Other times i get a call to meet and interact with a company who supplies diabetes related stuff.
This week alone Iv had 2 of those phone calls and when I decide whether to accept or decline them I will let you all know about it and my reasons for my decision.
Iv Co Founded ​alongside​ John O Reilly​,
Diabetes T One Facebook page
Which is a private support group
just press join and an admin will admit you.

“My Mantra while living with Type 1 Diabetes is”

I’m Davina Lyon, I’m not a professional, just a person With Type 1 Diabetes sharing experience.

*IMPORTANT INFORMATION*
For those who think diabetes is caused by an unhealthy lifestyle let me clarify a couple of things.

I have type 1 diabetes. It’s an autoimmune disease. Nothing I did, or didn’t do caused it and nothing I do will cure it. There’s is currently no cure for Type 1 diabetes.

Type 1 Diabetes happens because our own antibodies attack and destroy an organ in the body. it’s an autoimmune response where antibodies that normally fight disease mistake a part of our body
(the pancreas in this case) as foreign and attack to destroy it.
When those antibodies attack the insulin-producing islets in the pancreas we stop producing insulin so we need to inject or pump it.

Without insulin a person with type 1 diabetes would die. At present it is not known what causes this to happen, and there is no cure.
A person with Type 1 diabetes MUST inject or pump insulin to stay alive.

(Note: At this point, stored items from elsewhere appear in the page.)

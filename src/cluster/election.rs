//! Leader election.
//!
//! [`ElectionCore`] is a sans-IO state machine: every input returns the
//! messages to send and the engine does the sending, stamping, timing and
//! persistence. The rules:
//!
//! - A node grants its vote iff the candidate's term is strictly greater than
//!   any term it has seen. Granting adopts the term, so a second candidate in
//!   the same term is always denied.
//! - A candidate wins on a strict majority of the Active members captured when
//!   it started the candidacy, itself included.
//! - A heartbeat from a lower term is rejected with [`CoordError::StaleTerm`];
//!   one from a higher term is adopted and the receiver reverts to Follower.
//! - Every node remembers which leader it recognised per term and rejects a
//!   heartbeat that claims the same term for a different leader.
//! - A leader that misses majority acknowledgement for `leader_ack_rounds`
//!   consecutive heartbeat rounds steps down.
//!
//! The vote guard (highest term voted in or adopted) survives checkpoint
//! restore, so rewinding the term can never produce a second vote.

use std::collections::{BTreeMap, BTreeSet};
use std::fmt;

use serde::{Deserialize, Serialize};
use tracing::{debug, info, warn};

use crate::cluster::membership::{MemberStatus, MembershipStore};
use crate::error::{CoordError, Result};
use crate::protocol::{Message, Outbound};
use crate::types::{MembershipVersion, NodeId, Term};

/// Terms whose leader is remembered for conflict detection.
const LEADER_RECORD_LIMIT: usize = 128;

#[derive(Debug, Clone, Copy, PartialEq, Eq, Serialize, Deserialize)]
pub enum Role {
    Follower,
    Candidate,
    Leader,
}

impl fmt::Display for Role {
    fn fmt(&self, f: &mut fmt::Formatter<'_>) -> fmt::Result {
        match self {
            Role::Follower => write!(f, "follower"),
            Role::Candidate => write!(f, "candidate"),
            Role::Leader => write!(f, "leader"),
        }
    }
}

/// Read-only view of a node's election state.
#[derive(Debug, Clone, PartialEq, Eq, Serialize, Deserialize)]
pub struct ElectionState {
    pub role: Role,
    pub term: Term,
    pub voted_for: Option<NodeId>,
    pub leader: Option<NodeId>,
}

/// The part of the election state that must survive a restart.
///
/// Written before any vote reply leaves the node.
#[derive(Debug, Clone, Copy, Default, PartialEq, Eq, Serialize, Deserialize)]
pub struct PersistedElection {
    pub term: Term,
    pub vote_guard: Term,
    pub voted_for: Option<NodeId>,
}

#[derive(Debug)]
pub struct ElectionCore {
    id: NodeId,
    role: Role,
    term: Term,
    vote_guard: Term,
    voted_for: Option<NodeId>,
    leader: Option<NodeId>,
    leaders_by_term: BTreeMap<Term, NodeId>,
    electorate: BTreeSet<NodeId>,
    votes: BTreeSet<NodeId>,
    acks: BTreeSet<NodeId>,
    round_open: bool,
    missed_ack_rounds: u32,
    leader_ack_rounds: u32,
}

impl ElectionCore {
    pub fn new(id: NodeId, leader_ack_rounds: u32) -> Self {
        Self {
            id,
            role: Role::Follower,
            term: Term::ZERO,
            vote_guard: Term::ZERO,
            voted_for: None,
            leader: None,
            leaders_by_term: BTreeMap::new(),
            electorate: BTreeSet::new(),
            votes: BTreeSet::new(),
            acks: BTreeSet::new(),
            round_open: false,
            missed_ack_rounds: 0,
            leader_ack_rounds: leader_ack_rounds.max(1),
        }
    }

    /// Resume from persisted state. The node always restarts as Follower.
    pub fn from_persisted(id: NodeId, leader_ack_rounds: u32, persisted: PersistedElection) -> Self {
        let mut core = Self::new(id, leader_ack_rounds);
        core.term = persisted.term;
        core.vote_guard = persisted.vote_guard.max(persisted.term);
        core.voted_for = persisted.voted_for;
        core
    }

    pub fn state(&self) -> ElectionState {
        ElectionState {
            role: self.role,
            term: self.term,
            voted_for: self.voted_for,
            leader: self.leader,
        }
    }

    pub fn persisted(&self) -> PersistedElection {
        PersistedElection {
            term: self.term,
            vote_guard: self.vote_guard,
            voted_for: self.voted_for,
        }
    }

    pub fn role(&self) -> Role {
        self.role
    }

    pub fn term(&self) -> Term {
        self.term
    }

    pub fn leader(&self) -> Option<NodeId> {
        self.leader
    }

    pub fn is_leader(&self) -> bool {
        self.role == Role::Leader
    }

    /// The highest term this node has voted in or adopted.
    fn highest_seen(&self) -> Term {
        self.term.max(self.vote_guard)
    }

    /// Begin a candidacy.
    ///
    /// Fails with [`CoordError::QuorumUnavailable`] when the Active members are
    /// not a majority of the quorum base. A single-member electorate wins
    /// immediately.
    pub fn start_election(&mut self, membership: &MembershipStore) -> Result<Vec<Outbound>> {
        if self.role == Role::Leader {
            return Ok(Vec::new());
        }
        if !membership.is_active(self.id) {
            return Err(CoordError::InvalidTransition {
                node: self.id,
                from: membership.status_of(self.id).unwrap_or(MemberStatus::Left),
                to: MemberStatus::Active,
            });
        }
        if !membership.has_quorum() {
            return Err(membership.quorum_error());
        }

        let term = self.highest_seen().next();
        self.term = term;
        self.vote_guard = term;
        self.voted_for = Some(self.id);
        self.role = Role::Candidate;
        self.leader = None;
        self.electorate = membership.active_members().into_iter().collect();
        self.electorate.insert(self.id);
        self.votes.clear();
        self.votes.insert(self.id);

        info!(
            node = %self.id,
            term = %term,
            electorate = self.electorate.len(),
            "Starting election"
        );

        if self.has_vote_majority() {
            return Ok(self.become_leader(membership.version()));
        }

        let peers: Vec<NodeId> = self
            .electorate
            .iter()
            .copied()
            .filter(|n| *n != self.id)
            .collect();
        Ok(Outbound::broadcast(
            peers,
            Message::VoteRequest {
                term,
                membership_version: membership.version(),
            },
        ))
    }

    fn has_vote_majority(&self) -> bool {
        self.votes.len() > self.electorate.len() / 2
    }

    fn become_leader(&mut self, membership_version: MembershipVersion) -> Vec<Outbound> {
        self.role = Role::Leader;
        self.leader = Some(self.id);
        self.record_leader(self.term, self.id);
        self.acks.clear();
        self.round_open = true;
        self.missed_ack_rounds = 0;
        info!(node = %self.id, term = %self.term, votes = self.votes.len(), "Became leader");

        let peers: Vec<NodeId> = self
            .electorate
            .iter()
            .copied()
            .filter(|n| *n != self.id)
            .collect();
        Outbound::broadcast(
            peers,
            Message::Heartbeat {
                term: self.term,
                membership_version,
            },
        )
    }

    fn record_leader(&mut self, term: Term, leader: NodeId) {
        self.leaders_by_term.insert(term, leader);
        while self.leaders_by_term.len() > LEADER_RECORD_LIMIT {
            self.leaders_by_term.pop_first();
        }
    }

    fn step_down(&mut self, term: Term) {
        if term > self.term {
            self.term = term;
            if term > self.vote_guard {
                self.vote_guard = term;
                self.voted_for = None;
            }
        }
        if self.role != Role::Follower {
            debug!(node = %self.id, term = %self.term, role = %self.role, "Stepping down");
        }
        self.role = Role::Follower;
        if self.leaders_by_term.get(&self.term) != self.leader.as_ref() {
            self.leader = None;
        }
        self.votes.clear();
        self.acks.clear();
        self.round_open = false;
    }

    pub fn handle_vote_request(
        &mut self,
        from: NodeId,
        term: Term,
        membership_version: MembershipVersion,
        membership: &MembershipStore,
    ) -> Vec<Outbound> {
        let eligible = membership.is_active(from);
        let granted = eligible && term > self.highest_seen();

        if granted {
            self.term = term;
            self.vote_guard = term;
            self.voted_for = Some(from);
            self.role = Role::Follower;
            self.leader = None;
            self.votes.clear();
            self.acks.clear();
            self.round_open = false;
        }

        debug!(
            node = %self.id,
            candidate = %from,
            candidate_term = %term,
            candidate_membership = %membership_version,
            granted,
            "Vote request"
        );

        vec![Outbound::new(
            from,
            Message::VoteReply {
                term: self.term,
                granted,
            },
        )]
    }

    pub fn handle_vote_reply(
        &mut self,
        from: NodeId,
        term: Term,
        granted: bool,
        membership: &MembershipStore,
    ) -> Vec<Outbound> {
        if term > self.term {
            self.step_down(term);
            return Vec::new();
        }
        if self.role != Role::Candidate || term != self.term || !granted {
            return Vec::new();
        }
        if !self.electorate.contains(&from) {
            return Vec::new();
        }
        self.votes.insert(from);
        if self.has_vote_majority() {
            return self.become_leader(membership.version());
        }
        Vec::new()
    }

    /// Accept or reject a leader heartbeat.
    pub fn handle_heartbeat(&mut self, from: NodeId, term: Term) -> Result<Vec<Outbound>> {
        if term < self.term {
            return Err(CoordError::StaleTerm {
                received: term,
                current: self.term,
            });
        }
        if let Some(known) = self.leaders_by_term.get(&term) {
            if *known != from {
                warn!(
                    node = %self.id,
                    term = %term,
                    recognised = %known,
                    claimed = %from,
                    "Conflicting leader for term"
                );
                return Err(CoordError::Malformed(format!(
                    "{} claims term {} already led by {}",
                    from, term, known
                )));
            }
        }

        if term > self.term || self.role != Role::Follower {
            self.step_down(term);
        }
        self.leader = Some(from);
        self.record_leader(term, from);

        Ok(vec![Outbound::new(from, Message::HeartbeatAck { term })])
    }

    pub fn handle_heartbeat_ack(&mut self, from: NodeId, term: Term) {
        if term > self.term {
            self.step_down(term);
            return;
        }
        if self.role == Role::Leader && term == self.term {
            self.acks.insert(from);
        }
    }

    /// Close the previous heartbeat round and open the next one.
    ///
    /// Returns the heartbeats to send, or nothing if this node is not (or is
    /// no longer) the leader.
    pub fn heartbeat_round(&mut self, membership: &MembershipStore) -> Vec<Outbound> {
        if self.role != Role::Leader {
            return Vec::new();
        }

        let active = membership.active_members();
        if self.round_open {
            let acked = active
                .iter()
                .filter(|n| **n == self.id || self.acks.contains(n))
                .count();
            if acked >= membership.quorum_size() && membership.has_quorum() {
                self.missed_ack_rounds = 0;
            } else {
                self.missed_ack_rounds += 1;
                debug!(
                    node = %self.id,
                    acked,
                    required = membership.quorum_size(),
                    missed_rounds = self.missed_ack_rounds,
                    "Heartbeat round without majority"
                );
            }
        }

        if self.missed_ack_rounds >= self.leader_ack_rounds {
            warn!(
                node = %self.id,
                term = %self.term,
                missed_rounds = self.missed_ack_rounds,
                "Leader lost majority acknowledgement, stepping down"
            );
            self.role = Role::Follower;
            self.leader = None;
            self.acks.clear();
            self.round_open = false;
            self.missed_ack_rounds = 0;
            return Vec::new();
        }

        self.acks.clear();
        self.round_open = true;
        let peers: Vec<NodeId> = active.into_iter().filter(|n| *n != self.id).collect();
        Outbound::broadcast(
            peers,
            Message::Heartbeat {
                term: self.term,
                membership_version: membership.version(),
            },
        )
    }

    /// A candidacy timed out without a majority.
    pub fn abandon_candidacy(&mut self) {
        if self.role == Role::Candidate {
            info!(node = %self.id, term = %self.term, votes = self.votes.len(), "Election timed out");
            self.role = Role::Follower;
            self.votes.clear();
        }
    }

    /// Forget a leader that left or failed.
    ///
    /// Returns true if the departed node was the recognised leader.
    pub fn leader_departed(&mut self, node: NodeId) -> bool {
        if node == self.id && self.role == Role::Leader {
            self.role = Role::Follower;
            self.leader = None;
            self.round_open = false;
            return true;
        }
        if self.leader == Some(node) {
            info!(node = %self.id, leader = %node, "Recognised leader departed");
            self.leader = None;
            return true;
        }
        false
    }

    /// Reset to a checkpointed term. The vote guard is kept.
    pub fn restore(&mut self, term: Term) {
        self.term = term;
        self.role = Role::Follower;
        self.leader = self.leaders_by_term.get(&term).copied();
        self.votes.clear();
        self.acks.clear();
        self.round_open = false;
        self.missed_ack_rounds = 0;
        if self.vote_guard < term {
            self.vote_guard = term;
            self.voted_for = None;
        }
    }
}
#[cfg(test)]
mod tests {
    use super::*;

    #[test]
    fn test_defaults_are_valid() {
        let config = EngineConfig::new(NodeId(1));
        assert!(config.validate().is_ok());
        assert_eq!(config.election_timeout, Duration::from_secs(5));
        assert_eq!(config.heartbeat_interval, Duration::from_secs(1));
        assert_eq!(config.fault_tolerance, 1);
        assert_eq!(config.checkpoint_retention, 24);
    }

    #[test]
    fn test_all_profiles_validate() {
        for profile in ClusterProfile::all() {
            let config = EngineConfig::from_profile(NodeId(1), *profile);
            assert!(config.validate().is_ok(), "{} should validate", profile);
        }
    }

    #[test]
    fn test_profile_parse() {
        assert_eq!("dev".parse::<ClusterProfile>(), Ok(ClusterProfile::Development));
        assert_eq!("LL".parse::<ClusterProfile>(), Ok(ClusterProfile::LowLatency));
        assert!("turbo".parse::<ClusterProfile>().is_err());
    }

    #[test]
    fn test_heartbeat_must_be_shorter_than_election_timeout() {
        let config = EngineConfig::new(NodeId(1))
            .with_heartbeat_interval(Duration::from_secs(5))
            .with_election_timeout(Duration::from_secs(5));
        let errors = config.validate().unwrap_err();
        assert!(errors.iter().any(|e| e.contains("heartbeat_interval")));
    }

    #[test]
    fn test_duplicate_replica_rejected() {
        let config = EngineConfig::new(NodeId(1)).with_replica_chain([NodeId(2), NodeId(2)]);
        assert!(config.validate().is_err());
    }

    #[test]
    fn test_protocol_binding() {
        let config = EngineConfig::new(NodeId(1))
            .with_resource_binding("gpu", ResourceProtocol::SuzukiKasami);
        assert_eq!(config.protocol_for("gpu"), ResourceProtocol::SuzukiKasami);
        assert_eq!(config.protocol_for("printer"), ResourceProtocol::RicartAgrawala);
    }

    #[test]
    fn test_round_timeout_splits_budget() {
        let config = EngineConfig::new(NodeId(1))
            .with_fault_tolerance(1)
            .with_agreement_timeout(Duration::from_secs(10));
        assert_eq!(config.round_timeout(), Duration::from_secs(5));
    }

    #[test]
    fn test_token_minter_is_lowest_seed() {
        let config = EngineConfig::new(NodeId(5)).with_seed_members([NodeId(7), NodeId(3), NodeId(5)]);
        assert_eq!(config.token_minter(), Some(NodeId(3)));
    }

    #[test]
    fn test_parse_bindings() {
        let bindings = parse_bindings("printer=ra, gpu = token").unwrap();
        assert_eq!(bindings["printer"], ResourceProtocol::RicartAgrawala);
        assert_eq!(bindings["gpu"], ResourceProtocol::SuzukiKasami);
        assert!(parse_bindings("printer").is_err());
    }
}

There are many factors that contribute to a diagnosis of Type 2 diabetes so pre judgment of a lifestyle choice is unfair at very least.
A person with Type 2 diabetes, while still producing their own insulin for various reasons their body cannot use it correctly or efficiently.
These people are generally treated with oral medications and sometimes with insulin injections.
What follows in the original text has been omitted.